Here, the Rimsky-Korsakov was chosen. It is a bit lighter and sweeter, with a greater emphasis on folk-melodic line and the birdcalls that twitter back and forth in the early pages of this short prelude. A rising folk melody evokes dawn over the city of Moscow, and a series of dark chords recreate the tolling bells of the Kremlin. They also suggest the menacing fate that awaits all the characters in this opera, which chronicles the fates of those who opposed the rise of Peter the Great to the Russian throne.

Mr. Lin's concerto is subtitled A Happy Excursion, an optimistic title that reflects the Nietzschian nicknames that Mahler considered for his Symphony No. 3. Soloist Yo-Yo Ma, in a prefatory speech, explained that each of its three movements were drawn from different periods of Chinese history: the distant past before the Middle Kingdom's foundation, the renaissance of the T'ang dynasty, and the bustling modern day. Throughout the piece, Mr. Ma was joined by Wu Man, a key member of the Silk Road Ensemble, the international music collective founded by the cellist. Her  instrument, the pipa is an elaborate, pear-shaped Chinese lute.
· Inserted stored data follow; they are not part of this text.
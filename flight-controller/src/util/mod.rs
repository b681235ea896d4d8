pub mod error;
pub mod logger;
pub mod time;
pub mod vectors;
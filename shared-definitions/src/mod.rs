pub mod controller;
pub mod motorboard;
pub mod navboard;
For two instruments that have little in common historically, the cello and pipa make a harmonius pair. Mr. Ma's bow carved out lyric themes that were given a hard edge by Ms. Wu's strumming and plucking. Often, Mr. Zhao wrote for the two instruments in unison, adding percussive weight to the dark tone of the cello and creating a new, hybrid sound of West meeting East. Each movement also gave the orchestra plenty to do, and under Mr. Yu's detailed leadership the sound swelled and soared through each historical age.
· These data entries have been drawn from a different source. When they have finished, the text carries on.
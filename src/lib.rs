pub mod config;
pub mod dns;
pub mod dnssec;
pub mod error;
pub mod hsm;
pub mod tools;
pub mod zone;

pub use config::ToolConfig;
pub use error::{Error, Result};
pub use zone::Zone;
It is almost impossible for the experienced listener to separate Tchaikovsky's Sixth Symphony, the Pathetique from the sad fact that its creator died nine days after its premiere. It is most unconventional in form: three bold, vaguely determined minor-key movements (the last a blazing march for brass and percussion) followed by a crie de couer finish. This agonizing slow movement has been referred to as the composer's "suicide note", and debate still rages among musicologists whether Tchaikovsky's death, from cholera contracted from drinking a glass of unboiled water, was an act of choice, coercion or unfortunate accident.

The Philharmonic continues to play Tchaikovsky like a boss, and it is debatable whether Mr. Yu's leadership had much to do with the efficacy of this performance. The first movement, with its upward-surging main subject was thrilling in itself, music of dignity lent weight by strong orchestral execution. The slow, agonized dance movement seemed to hang frozen in the air, with double reeds plaintively sobbing. The brassy third movement impressed some audience members so much that they automatically applauded and some reached for their coats. These early departures missed a sensitive performance of the slow, fade-out finale, a grim close to this saddest of symphonies.